Inclusive design in practice
About six months after schools closed during Covid, we discovered accessible digital stories developed in Kenyan Sign Language through eKitabu Studio KSL and others. These range from television broadcasts to on-demand digital resources, self-paced and in my son’s own language.
I will never forget the first time he watched one.
He called everyone into the room.
“Come and see my teacher!”
The joy on his face is something I will carry with me for the rest of my life.
What he saw was more than a signer on a screen. He saw a story he could follow independently, without gaps. Most importantly, he saw that the content had been created with him in mind.
Experiences like this point to a clear set of priorities for policymakers.
Implications for policy
Countries are now investing in connectivity at scale, through broadband expansion, school internet initiatives and AI in education. These are important steps. But a connected classroom that excludes learners with disabilities is not progress. It is the same exclusion at higher speed.

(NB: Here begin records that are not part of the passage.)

use chrono::{DateTime, Utc};
use serde::Serialize;

use crate::telemetry_event::TelemetryEvent;

#[derive(Debug, Clone, PartialEq, Serialize)]
pub struct SessionMeta {
    /// Unix time (seconds, fractional) at which the song started.
    #[serde(rename = "songStartLocal")]
    pub song_start_local: f64,
    pub player: Option<String>,
    /// Set when a new song started before this one reached a terminal event.
    #[serde(skip_serializing_if = "std::ops::Not::not")]
    pub abandoned: bool,
}

/// One play attempt, from `songStart` to `finished`/`failed`.
#[derive(Debug, Clone, PartialEq, Serialize)]
pub struct Session {
    pub meta: SessionMeta,
    pub events: Vec<TelemetryEvent>,
}

impl Session {
    pub fn start(player: Option<String>, started_at: DateTime<Utc>) -> Self {
        Self {
            meta: SessionMeta {
                song_start_local: started_at.timestamp_millis() as f64 / 1000.0,
                player,
                abandoned: false,
            },
            events: Vec::new(),
        }
    }

    pub fn push(&mut self, event: TelemetryEvent) {
        self.events.push(event);
    }

    pub fn mark_abandoned(&mut self) {
        self.meta.abandoned = true;
    }

    pub fn player(&self) -> Option<&str> {
        self.meta.player.as_deref()
    }

    pub fn event_count(&self) -> usize {
        self.events.len()
    }
}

Start with accessibility. It must be embedded from the outset—in curriculum, platforms and procurement—not added later.
Invest in content as much as connectivity. A connected school is not inclusive if learners cannot use what is delivered.
Design with learners. Learners with disabilities and their families should be part of the process. Co-design is not a courtesy—it improves outcomes.
Build inclusive AI now. AI is already being used to generate sign language avatars, produce captions and create accessible content at scale. AI can expand access, but only if inclusion is built into its foundations.
Measuring inclusion
My son’s story is not unique. That is exactly why it matters—and why it is a reason for optimism.
It shows both what is possible—and what is still at risk when systems fall short.
Some of the learning lost in those months after schools closed has not come back. He is still catching up in areas where language access was broken when it mattered most.
When I watch him now—learning independently, in his language—I see what inclusion looks like: learning designed with the child in mind from the start.
He has not yet caught up to where he needs to be, but the system around him is improving. Today, he helps develop accessible learning materials, including resources like Studio KSL’s ABC Sign Language dance. He is no longer just receiving education—he is helping shape it.
School connectivity should be measured not only by how many schools are online, but whether every learner can meaningfully participate once they are.
Because the goal is not access to technology. It is access to learning.
Leah Nguata is an inclusive education specialist in Kenya and mother of a deaf child. She founded the Inclusive Haven for Children, a platform focused on education policies, learning materials and implementation practices to support equitable learning for all children.